Work item =>
The answer is every line of the records that holds the word "configuration", copied in full.

Exercise material =>

# # # # #

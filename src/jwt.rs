use std::sync::Arc;

use axum::async_trait;
use axum::extract::FromRequestParts;
use axum::http::request::Parts;
use jsonwebtoken::{DecodingKey, EncodingKey, Header, Validation};
use uuid::Uuid;

use crate::app::AppState;
use crate::errors::AppError;

#[derive(Debug, Clone)]
pub struct JwtConfig {
    pub secret: Arc<Vec<u8>>,
    pub exp_hours: i64,
}

impl JwtConfig {
    pub fn from_env() -> Result<Self, AppError> {
        let secret = std::env::var("JWT_SECRET").map_err(|_| AppError::configuration("JWT_SECRET not set"))?;
        let exp_hours = std::env::var("JWT_EXP_HOURS")
            .map(|val| val.parse::<i64>())
            .unwrap_or(Ok(24))
            .map_err(|_| AppError::configuration("JWT_EXP_HOURS must be a valid integer"))?;

        Ok(Self {
            secret: Arc::new(secret.into_bytes()),
            exp_hours,
        })
    }

    pub fn encode(&self, user_id: Uuid) -> Result<String, AppError> {
        use chrono::{Duration, Utc};

        let now = Utc::now();
        let exp = now + Duration::hours(self.exp_hours);

        let claims = Claims {
            sub: user_id,
            exp: exp.timestamp() as usize,
            iat: now.timestamp() as usize,
        };

        jsonwebtoken::encode(&Header::default(), &claims, &EncodingKey::from_secret(&self.secret))
            .map_err(|err| AppError::token(err.to_string()))
    }

    pub fn decode(&self, token: &str) -> Result<Claims, AppError> {
        let mut validation = Validation::default();
        validation.validate_exp = true;

        jsonwebtoken::decode::<Claims>(token, &DecodingKey::from_secret(&self.secret), &validation)
            .map(|data| data.claims)
            .map_err(|err| AppError::token(err.to_string()))
    }
}

#[derive(Debug, Clone, serde::Serialize, serde::Deserialize)]
pub struct Claims {
    pub sub: Uuid,
    pub exp: usize,
    pub iat: usize,
}

/// The verified session identity: which user the bearer token belongs to.
/// Role and store scope are resolved separately, see [`crate::authz::Principal`].
#[derive(Debug, Clone)]
pub struct AuthUser {
    pub user_id: Uuid,
}

#[async_trait]
impl FromRequestParts<AppState> for AuthUser {
    type Rejection = AppError;

    async fn from_request_parts(parts: &mut Parts, state: &AppState) -> Result<Self, Self::Rejection> {
        let token = parts
            .headers
            .get(axum::http::header::AUTHORIZATION)
            .and_then(|value| value.to_str().ok())
            .and_then(|value| value.strip_prefix("Bearer "))
            .ok_or_else(|| AppError::unauthenticated("Authorization header missing"))?;

        let claims = state.jwt.decode(token)?;

        Ok(AuthUser {
            user_id: claims.sub,
        })
    }
}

# # # # #

Response area =>
        let secret = std::env::var("JWT_SECRET").map_err(|_| AppError::configuration("JWT_SECRET not set"))?;
            .map_err(|_| AppError::configuration("JWT_EXP_HOURS must be a valid integer"))?;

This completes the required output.